From Russia, with hashtags? How social bots dilute online speech
Pro-Kremlin accounts on Twitter are auto-posting “decoy” hashtags to limit the social reach of real hashtags, illustrating one of the ways that malevolent social bots throw sand in the gears of our political discourse.
If you search Twitter for the hashtag #FamiliesBelongTogether, a tag created by activists opposing the forcible separation of migrant children from their parents, you might be in for a pop proofreading quiz.
That’s because, in some locations in the United States, the top trending term, the one that Twitter automatically predicts as you type it, contains a small typo, like #FamiliesBelongTogther.
The misspelled hashtag, and others like it, have enjoyed unusual popularity on the social platform. Tweeters who have unwittingly posted versions include two senators and one congresswoman, the American Civil Liberties Union, MoveOn, and the actress Rose McGowan.
This is not an accident, say data scientists, but the result of a deliberate, automated misinformation campaign. The misspelled hashtags are decoys, aimed at diffusing the reach of the original by breaking the conversation into smaller groups. These decoys can dilute certain voices and distort public perception of beliefs and values.
“This is becoming more like a mind game,” says Onur Varol, a postdoctoral researcher at Northeastern University’s Network Science Institute. “If they can reach a good amount of activity, they are changing the conversation from one hashtag to another.”

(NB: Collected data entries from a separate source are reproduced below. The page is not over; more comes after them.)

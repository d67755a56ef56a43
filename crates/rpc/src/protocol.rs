//! Wire format
//!
//! Requests follow JSON-RPC 2.0 framing (`jsonrpc`, `method`, `params`, `id`). Responses are
//! flat objects carrying the request id, a result, a status and an optional error message.

use std::fmt;

use serde::{Deserialize, Serialize};
use serde_json::{json, Value};

/// Protocol version sent by the client
pub const JSONRPC_VERSION: &str = "2.0";

/// Method names understood by the server
pub mod methods {
    pub const HELLO: &str = "hello";
    pub const ADD: &str = "add";
    pub const ASYNC_ADD: &str = "async_add";
    pub const CHECK_TASK_STATUS: &str = "check_task_status";
}

/// Error messages returned to callers
pub mod messages {
    pub const INVALID_JSON: &str = "Invalid JSON";
    pub const MISSING_ID: &str = "Missing request ID";
    pub const INVALID_PARAMS: &str = "Invalid parameters";
    pub const METHOD_NOT_FOUND: &str = "Method not found";
    pub const REQUEST_NOT_FOUND: &str = "Request ID not found";
    pub const SHUTTING_DOWN: &str = "Server is shutting down";
    pub const HELLO: &str = "Hello from http-rpc!";
    pub const TASK_SUBMITTED: &str = "Task submitted";
}

/// Inbound request
#[derive(Debug, Clone, PartialEq, Serialize, Deserialize)]
pub struct RpcRequest {
    #[serde(default)]
    pub jsonrpc: Option<String>,

    #[serde(default)]
    pub method: Option<String>,

    #[serde(default)]
    pub params: Value,

    /// Request id; strings and numbers are accepted
    #[serde(default)]
    pub id: Value,
}

impl RpcRequest {
    /// Build a request with a string id
    pub fn new(method: impl Into<String>, params: Value, id: impl Into<String>) -> Self {
        Self {
            jsonrpc: Some(JSONRPC_VERSION.to_string()),
            method: Some(method.into()),
            params,
            id: Value::String(id.into()),
        }
    }

    /// The id as a store/task key
    ///
    /// Returns `None` for a missing, null or non-scalar id.
    pub fn id_key(&self) -> Option<String> {
        match &self.id {
            Value::String(s) if !s.is_empty() => Some(s.clone()),
            Value::Number(n) => Some(n.to_string()),
            _ => None,
        }
    }
}

/// Lifecycle of a request as reported to callers
#[derive(Debug, Clone, Copy, PartialEq, Eq, Serialize, Deserialize)]
#[serde(rename_all = "snake_case")]
pub enum ResponseStatus {
    Running,
    Completed,
    Failed,
    Error,
}

impl ResponseStatus {
    /// Whether the request is still being worked on
    pub fn is_running(&self) -> bool {
        matches!(self, Self::Running)
    }
}

impl fmt::Display for ResponseStatus {
    fn fmt(&self, f: &mut fmt::Formatter<'_>) -> fmt::Result {
        match self {
            Self::Running => write!(f, "running"),
            Self::Completed => write!(f, "completed"),
            Self::Failed => write!(f, "failed"),
            Self::Error => write!(f, "error"),
        }
    }
}

/// Outbound response
#[derive(Debug, Clone, PartialEq, Serialize, Deserialize)]
pub struct RpcResponse {
    #[serde(default)]
    pub id: Value,

    #[serde(default)]
    pub result: Value,

    pub status: ResponseStatus,

    #[serde(default)]
    pub error: Option<String>,
}

impl RpcResponse {
    pub fn completed(id: Value, result: Value) -> Self {
        Self {
            id,
            result,
            status: ResponseStatus::Completed,
            error: None,
        }
    }

    pub fn running(id: Value, result: Value) -> Self {
        Self {
            id,
            result,
            status: ResponseStatus::Running,
            error: None,
        }
    }

    pub fn error(id: Value, message: impl Into<String>) -> Self {
        Self {
            id,
            result: Value::Null,
            status: ResponseStatus::Error,
            error: Some(message.into()),
        }
    }
}

/// Sum two JSON numbers
///
/// Integers stay integers unless the sum overflows; anything else is summed as `f64`.
/// Returns `None` when either operand is not a number.
pub fn add_numbers(x: &Value, y: &Value) -> Option<Value> {
    if let (Some(a), Some(b)) = (x.as_i64(), y.as_i64()) {
        if let Some(sum) = a.checked_add(b) {
            return Some(json!(sum));
        }
    }
    let sum = x.as_f64()? + y.as_f64()?;
    serde_json::Number::from_f64(sum).map(Value::Number)
}

/// Extract the `x` and `y` operands of an add request
///
/// Params must be an object with exactly those two numeric keys.
pub fn add_operands(params: &Value) -> Option<(Value, Value)> {
    let params = params.as_object()?;
    if params.len() != 2 {
        return None;
    }
    let x = params.get("x")?;
    let y = params.get("y")?;
    if !x.is_number() || !y.is_number() {
        return None;
    }
    Some((x.clone(), y.clone()))
}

In the past decade, hashtags have played a central role in grassroots political communication. Many of the movements that have shifted public perceptions of how society operates – the Arab Spring, Occupy Wall Street, Black Lives Matter, MeToo – gained early momentum via Twitter hashtags.
The #FamiliesBelongTogether decoys were likely propagated by automated accounts linked to Russia. As social media consultant Tim Chambers pointed out earlier this month, the Hamilton 68 dashboard, a tool that monitors the top 600 pro-Kremlin Twitter accounts, found that the decoy hashtag #FamilesBelongTogether was the third most-tweeted hashtag on June 30 and July 1, the weekend that thousands took to the streets to march against the president’s immigration policies.
By continually posting misspelled versions of the hashtag 24 hours a day, these automated accounts train Twitter’s search algorithms to see the misspelled versions as trending topics. The aim may be to create something of a spoiler effect, fragmenting the movement into subpopulations, each too small to gain traction.
By themselves, the decoy hashtags will do little to divide immigration activists, says Kris Shaffer, a researcher at New Knowledge, a cybersecurity firm that tracks how disinformation spreads online. “Sometimes what they’re doing is essentially digital reconnaissance,” he says, “like trying to figure out what techniques work and what the effects of the techniques are.”
Dr. Shaffer says that he has seen campaigns like this before. In 2014 following the arrests of several police and government officials for the kidnapping and murder of 43 Mexican college students, the hashtag #YaMeCanse or “I am tired” became an online hub for protests.
But it wasn’t long before top search results for #YaMeCanse on Twitter became populated with tweets including the hashtag but no other meaningful content. Pro-government accounts were flooding the channels with automated posts, drowning the signal with noise.
In 1787, after Russia annexed Crimea for what would be the first of many times, Catherine the Great toured her newly acquired territory. According to legend, the region’s governor, Prince Grigory Potemkin, sought to make the peninsula appear more prosperous than it actually was by constructing portable facades of settlements, which were disassembled and reassembled along Catherine’s route.
In the modern era, Potemkin villages are built out of code. Social bots, accounts that automatically can post content, like posts, follow and unfollow users, and send direct messages, don’t just promote bad hashtags, they can also greatly distort our perceptions of what beliefs and values are and are not popular.
“People tend to believe content with large numbers of retweets and shares,” says Dr. Varol. “This is unconsciously happening.”
A 2017 study led by Varol found that between 9 percent and 15 percent of all accounts on Twitter, up to 48 million accounts, may be bots.
The social media giant stepped up its war against false bandwagons last week, when it purged tens of millions of automated or idle accounts from its platform, reducing the user bases’ collective follower count by about 6 percent.
“I believe the situation is much better right now,” says Varol. “Twitter is taking proactive behavior.”
Others are calling for more regulation of automated accounts. In the California Assembly, a version of Senate Bill 1001, which would make it illegal for bots to mislead humans as to who they really are, has left the Senate floor and is being taken up by the Committee on Appropriations. If passed, such a law could have ripple effects beyond California.
But until bots are required to identify themselves, or social platforms eradicate them, humans will have to remain on the lookout for their influence. ”Slow down. Think carefully. Don’t retweet from your bed,” says Shaffer. “That can help.”